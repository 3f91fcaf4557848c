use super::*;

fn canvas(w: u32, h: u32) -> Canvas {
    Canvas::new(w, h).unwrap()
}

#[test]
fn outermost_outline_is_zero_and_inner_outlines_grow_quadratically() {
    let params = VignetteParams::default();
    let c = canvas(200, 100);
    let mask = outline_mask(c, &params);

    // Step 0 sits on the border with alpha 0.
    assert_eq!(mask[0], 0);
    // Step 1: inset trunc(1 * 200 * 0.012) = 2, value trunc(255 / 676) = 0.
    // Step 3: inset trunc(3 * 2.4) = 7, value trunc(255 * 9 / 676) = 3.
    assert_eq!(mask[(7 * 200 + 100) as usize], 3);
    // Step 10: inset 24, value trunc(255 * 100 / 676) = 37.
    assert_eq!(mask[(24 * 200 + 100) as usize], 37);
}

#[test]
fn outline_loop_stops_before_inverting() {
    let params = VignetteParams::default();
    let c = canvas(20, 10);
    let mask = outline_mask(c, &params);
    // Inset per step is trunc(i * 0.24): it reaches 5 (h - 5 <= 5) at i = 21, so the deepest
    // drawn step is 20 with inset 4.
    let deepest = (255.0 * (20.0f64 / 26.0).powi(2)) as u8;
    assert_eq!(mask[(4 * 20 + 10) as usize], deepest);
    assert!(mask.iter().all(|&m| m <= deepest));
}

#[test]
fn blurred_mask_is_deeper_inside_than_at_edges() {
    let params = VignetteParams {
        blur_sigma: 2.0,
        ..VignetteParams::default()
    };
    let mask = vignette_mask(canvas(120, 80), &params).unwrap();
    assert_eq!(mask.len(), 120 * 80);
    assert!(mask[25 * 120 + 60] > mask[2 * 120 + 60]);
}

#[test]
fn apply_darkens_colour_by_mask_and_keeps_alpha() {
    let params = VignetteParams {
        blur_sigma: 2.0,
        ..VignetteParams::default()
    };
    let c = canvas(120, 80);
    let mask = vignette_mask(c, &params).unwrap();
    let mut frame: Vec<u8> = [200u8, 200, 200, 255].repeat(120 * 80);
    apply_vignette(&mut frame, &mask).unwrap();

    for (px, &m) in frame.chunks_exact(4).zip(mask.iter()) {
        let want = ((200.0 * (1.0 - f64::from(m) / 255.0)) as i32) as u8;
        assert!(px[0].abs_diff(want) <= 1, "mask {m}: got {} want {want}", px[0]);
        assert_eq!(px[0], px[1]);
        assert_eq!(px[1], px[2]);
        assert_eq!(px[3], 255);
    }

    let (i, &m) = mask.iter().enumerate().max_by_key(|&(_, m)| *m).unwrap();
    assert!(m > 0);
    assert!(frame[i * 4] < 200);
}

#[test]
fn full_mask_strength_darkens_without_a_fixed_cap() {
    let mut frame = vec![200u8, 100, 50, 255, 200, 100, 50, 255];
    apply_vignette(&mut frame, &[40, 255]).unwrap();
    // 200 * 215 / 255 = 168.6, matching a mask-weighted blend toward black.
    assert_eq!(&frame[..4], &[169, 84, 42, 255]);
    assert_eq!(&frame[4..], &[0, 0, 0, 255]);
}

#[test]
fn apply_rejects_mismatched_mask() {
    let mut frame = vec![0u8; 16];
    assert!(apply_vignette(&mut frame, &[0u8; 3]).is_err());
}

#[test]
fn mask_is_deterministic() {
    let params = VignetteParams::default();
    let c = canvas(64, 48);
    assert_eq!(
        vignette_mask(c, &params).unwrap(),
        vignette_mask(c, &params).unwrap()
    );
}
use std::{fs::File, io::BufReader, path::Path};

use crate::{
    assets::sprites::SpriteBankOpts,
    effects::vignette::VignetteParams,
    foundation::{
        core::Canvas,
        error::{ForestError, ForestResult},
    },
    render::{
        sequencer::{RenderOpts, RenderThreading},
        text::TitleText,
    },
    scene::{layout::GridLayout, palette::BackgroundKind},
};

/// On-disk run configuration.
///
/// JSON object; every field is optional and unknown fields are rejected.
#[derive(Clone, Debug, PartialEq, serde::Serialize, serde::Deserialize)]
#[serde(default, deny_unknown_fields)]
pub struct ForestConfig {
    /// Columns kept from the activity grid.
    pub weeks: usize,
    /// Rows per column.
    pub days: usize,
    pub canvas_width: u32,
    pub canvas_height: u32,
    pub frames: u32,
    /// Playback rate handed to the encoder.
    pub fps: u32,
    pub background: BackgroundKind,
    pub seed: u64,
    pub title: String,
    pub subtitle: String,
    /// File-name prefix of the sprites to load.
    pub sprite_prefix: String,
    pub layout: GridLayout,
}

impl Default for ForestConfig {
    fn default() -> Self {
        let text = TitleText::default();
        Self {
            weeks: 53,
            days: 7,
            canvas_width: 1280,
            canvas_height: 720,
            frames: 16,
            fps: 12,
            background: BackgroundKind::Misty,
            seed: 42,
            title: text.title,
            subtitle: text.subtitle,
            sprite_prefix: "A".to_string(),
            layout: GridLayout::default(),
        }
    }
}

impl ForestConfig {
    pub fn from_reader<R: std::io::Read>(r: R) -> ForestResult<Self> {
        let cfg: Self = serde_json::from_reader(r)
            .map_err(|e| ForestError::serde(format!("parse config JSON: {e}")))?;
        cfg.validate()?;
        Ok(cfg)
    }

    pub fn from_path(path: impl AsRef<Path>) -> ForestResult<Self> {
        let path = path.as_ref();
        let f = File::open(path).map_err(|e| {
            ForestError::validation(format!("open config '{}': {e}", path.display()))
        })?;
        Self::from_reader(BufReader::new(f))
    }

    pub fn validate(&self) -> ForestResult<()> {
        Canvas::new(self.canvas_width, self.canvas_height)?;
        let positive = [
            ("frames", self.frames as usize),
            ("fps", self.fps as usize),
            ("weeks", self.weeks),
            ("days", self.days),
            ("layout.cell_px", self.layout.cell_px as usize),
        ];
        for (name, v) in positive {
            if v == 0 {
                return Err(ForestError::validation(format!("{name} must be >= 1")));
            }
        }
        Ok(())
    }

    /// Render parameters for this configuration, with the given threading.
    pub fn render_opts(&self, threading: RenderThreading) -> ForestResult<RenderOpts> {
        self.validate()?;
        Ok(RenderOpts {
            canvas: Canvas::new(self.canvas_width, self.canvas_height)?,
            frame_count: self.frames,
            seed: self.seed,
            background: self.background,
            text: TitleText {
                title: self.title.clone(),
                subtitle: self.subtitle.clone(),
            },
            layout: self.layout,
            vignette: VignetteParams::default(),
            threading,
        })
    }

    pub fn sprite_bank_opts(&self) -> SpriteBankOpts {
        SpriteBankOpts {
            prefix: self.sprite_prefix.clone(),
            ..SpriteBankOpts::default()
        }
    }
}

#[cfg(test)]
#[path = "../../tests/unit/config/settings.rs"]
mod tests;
§ §
## What is expected
Which of the lines in the listing above include "validate"? Report each of them.

## Result below
        cfg.validate()?;
    pub fn validate(&self) -> ForestResult<()> {
        self.validate()?;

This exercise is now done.